Le relazioni commerciali tra parchi agricoli nella cintura della città e mercati comunali nei quartieri urbani ricuce la città con il suo hinterland e favorisce la crescita di una educazione alla coscienza sociale che ha nell’alimentazione il riferimento più diretto alla qualità della vita e al valore del progresso.

Vicinissimo a Milano, il borgo di Chiaravalle trae insegnamenti dalla grande metropoli, organizzando un’offerta culturale all’altezza del modello di vita che propone: spettacoli, conferenze, occasioni di incontro e condivisione che stimolano la vitalità del piccolo centro attraendo anche interessati dall’esterno. Un modello che merita di essere applicato anche a tantissimi altri piccoli centri delle nostre campagne che possono ricalcare, secondo le loro eccellenze, il modello di Chiaravalle, allo scopo di frenare l’onda migratoria che da anni li sta condannando allo spopolamento.

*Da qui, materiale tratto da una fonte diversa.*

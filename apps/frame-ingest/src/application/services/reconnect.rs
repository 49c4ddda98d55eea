//! Reconnection Policy
//!
//! Exponential backoff for the event stream. After the `n`-th consecutive
//! failure the stream waits `min(base * multiplier^n, max_delay)`, so with
//! the default doubling the first wait is twice the base delay.
//! A failure that brings the consecutive-failure count to `max_retries`
//! ends the stream instead of scheduling another attempt.

use std::time::Duration;

use rand::Rng;

/// Configuration for reconnection behavior.
#[derive(Debug, Clone, PartialEq)]
pub struct ReconnectConfig {
    /// Unit of the backoff; the first wait is `base_delay * multiplier`.
    pub base_delay: Duration,
    /// Cap on the delay between attempts.
    pub max_delay: Duration,
    /// Backoff multiplier (2.0 doubles the delay each attempt).
    pub multiplier: f64,
    /// Jitter as a fraction of the delay (0.1 = ±10%). Zero disables it.
    pub jitter_factor: f64,
    /// Consecutive failures tolerated before giving up (0 = never give up).
    pub max_retries: u32,
}

impl Default for ReconnectConfig {
    fn default() -> Self {
        Self {
            base_delay: Duration::from_secs(1),
            max_delay: Duration::from_secs(60),
            multiplier: 2.0,
            jitter_factor: 0.0,
            max_retries: 5,
        }
    }
}

impl ReconnectConfig {
    /// Create a configuration with doubling backoff and no jitter.
    #[must_use]
    pub const fn new(base_delay: Duration, max_delay: Duration, max_retries: u32) -> Self {
        Self {
            base_delay,
            max_delay,
            multiplier: 2.0,
            jitter_factor: 0.0,
            max_retries,
        }
    }

    /// Add jitter to every computed delay.
    #[must_use]
    pub const fn with_jitter(mut self, jitter_factor: f64) -> Self {
        self.jitter_factor = jitter_factor;
        self
    }
}

/// Backoff state across consecutive connection failures.
#[derive(Debug)]
pub struct ReconnectPolicy {
    config: ReconnectConfig,
    retry_count: u32,
}

impl ReconnectPolicy {
    /// Create a new reconnection policy.
    #[must_use]
    pub const fn new(config: ReconnectConfig) -> Self {
        Self {
            config,
            retry_count: 0,
        }
    }

    /// Record a failure and get the delay before the next attempt.
    ///
    /// Returns `None` once the failure count reaches `max_retries`.
    #[must_use]
    pub fn next_delay(&mut self) -> Option<Duration> {
        self.retry_count = self.retry_count.saturating_add(1);
        if !self.should_retry() {
            return None;
        }

        let delay = self.backoff(self.retry_count);
        Some(self.apply_jitter(delay).min(self.config.max_delay))
    }

    /// `base * multiplier^exponent`, capped at `max_delay`.
    fn backoff(&self, exponent: u32) -> Duration {
        let exponent = i32::try_from(exponent).unwrap_or(i32::MAX);
        #[allow(clippy::cast_precision_loss)]
        let base_millis = self.config.base_delay.as_millis() as f64;
        let scaled = (base_millis * self.config.multiplier.powi(exponent)).round();
        let max_millis = self.config.max_delay.as_millis();
        let millis = if scaled.is_nan() || scaled <= 0.0 {
            0
        } else if scaled.is_infinite() {
            max_millis
        } else {
            #[allow(clippy::cast_possible_truncation, clippy::cast_sign_loss)]
            {
                scaled as u128
            }
        };
        Duration::from_millis(u64::try_from(millis.min(max_millis)).unwrap_or(u64::MAX))
    }

    /// Reset after a successful connection.
    pub const fn reset(&mut self) {
        self.retry_count = 0;
    }

    /// Consecutive failures since the last successful connection.
    #[must_use]
    pub const fn retry_count(&self) -> u32 {
        self.retry_count
    }

    /// Whether another attempt is allowed.
    #[must_use]
    pub const fn should_retry(&self) -> bool {
        self.config.max_retries == 0 || self.retry_count < self.config.max_retries
    }

    fn apply_jitter(&self, duration: Duration) -> Duration {
        if self.config.jitter_factor <= 0.0 {
            return duration;
        }

        #[allow(clippy::cast_precision_loss)]
        let base_millis = duration.as_millis() as f64;
        let jitter_range = base_millis * self.config.jitter_factor;
        let jitter: f64 = rand::rng().random_range(-jitter_range..=jitter_range);
        let adjusted_millis = (base_millis + jitter).max(1.0);

        #[allow(clippy::cast_possible_truncation, clippy::cast_sign_loss)]
        let adjusted = adjusted_millis as u64;
        Duration::from_millis(adjusted)
    }
}

#[cfg(test)]
mod tests {
    use test_case::test_case;

    use super::*;

    fn policy(base_ms: u64, max_ms: u64, max_retries: u32) -> ReconnectPolicy {
        ReconnectPolicy::new(ReconnectConfig::new(
            Duration::from_millis(base_ms),
            Duration::from_millis(max_ms),
            max_retries,
        ))
    }

    #[test]
    fn default_config_values() {
        let config = ReconnectConfig::default();
        assert_eq!(config.base_delay, Duration::from_secs(1));
        assert_eq!(config.max_delay, Duration::from_secs(60));
        assert_eq!(config.max_retries, 5);
        assert!(config.jitter_factor.abs() < f64::EPSILON);
    }

    #[test_case(1, 2_000 ; "first failure waits twice the base")]
    #[test_case(2, 4_000 ; "second failure doubles")]
    #[test_case(3, 8_000 ; "third failure")]
    #[test_case(5, 32_000 ; "fifth failure")]
    #[test_case(6, 60_000 ; "capped")]
    #[test_case(40, 60_000 ; "stays capped")]
    fn delay_after_failure(failures: usize, expected_ms: u64) {
        let mut policy = policy(1_000, 60_000, 0);
        let delay = (0..failures).map(|_| policy.next_delay().unwrap()).last().unwrap();
        assert_eq!(delay, Duration::from_millis(expected_ms));
    }

    #[test]
    fn three_refusals_wait_two_four_eight() {
        let mut policy = policy(1_000, 60_000, 5);
        let delays: Vec<_> = (0..3).map(|_| policy.next_delay().unwrap()).collect();
        assert_eq!(delays, [2, 4, 8].map(Duration::from_secs).to_vec());
    }

    #[test]
    fn gives_up_when_failures_reach_max() {
        let mut policy = policy(100, 1_000, 3);
        assert!(policy.next_delay().is_some());
        assert!(policy.next_delay().is_some());
        assert_eq!(policy.retry_count(), 2);
        assert!(policy.next_delay().is_none());
        assert!(!policy.should_retry());
    }

    #[test]
    fn reset_restores_base_delay() {
        let mut policy = policy(100, 10_000, 3);
        let _ = policy.next_delay();
        let _ = policy.next_delay();
        policy.reset();
        assert_eq!(policy.retry_count(), 0);
        assert_eq!(policy.next_delay(), Some(Duration::from_millis(200)));
    }

    #[test]
    fn jitter_stays_in_bounds() {
        for _ in 0..100 {
            let mut policy = ReconnectPolicy::new(
                ReconnectConfig::new(Duration::from_millis(1_000), Duration::from_secs(10), 0)
                    .with_jitter(0.1),
            );
            let millis = policy.next_delay().unwrap().as_millis();
            assert!((1_800..=2_200).contains(&millis), "delay {millis}ms out of range");
        }
    }

    #[test]
    fn unlimited_retries() {
        let mut policy = policy(1, 10, 0);
        for _ in 0..1_000 {
            assert!(policy.next_delay().is_some());
        }
    }
}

Anche i luoghi della storia e della cultura milanese meritano di essere coinvolti in questa straordinaria prospettiva. Il mondo intero conosce l’Italia e Milano per le sue straordinarie bellezze storiche, ma spesso individua nei suoi percorsi di visita solo alcune di queste, le più celebri. Invece ce ne sono un’infinità di altre, magari conosciute solo all’interno di circuiti dedicati, che possono essere valorizzate se inserite in mappe sensibili alle trasformazioni della  città, che permettono non solo ai turisti ma agli stessi abitanti, di vivere la città ogni volta secondo un’ottica differente, vitale.

Ha mai visitato un’esposizione universale? Se sì, che impressione ne ha tratto?

Ho visitato Siviglia e Hannover e ho visitato Shanghai purtroppo un mese prima dell’inaugurazione. Ne traggo l’idea dell’enorme potenzialità che questo strumento offre indipendentemente dal suo successo commerciale. Anche solo pensando alla quantità di persone che si muovono in queste occasioni si può comprendere il dinamismo che una città ne ricava.

Sono molto attratto dall’idea di un’Expo milanese più sobria e più concentrata a produrre benefici strutturali godibili in tempi più lunghi che non i pochi mesi della manifestazione.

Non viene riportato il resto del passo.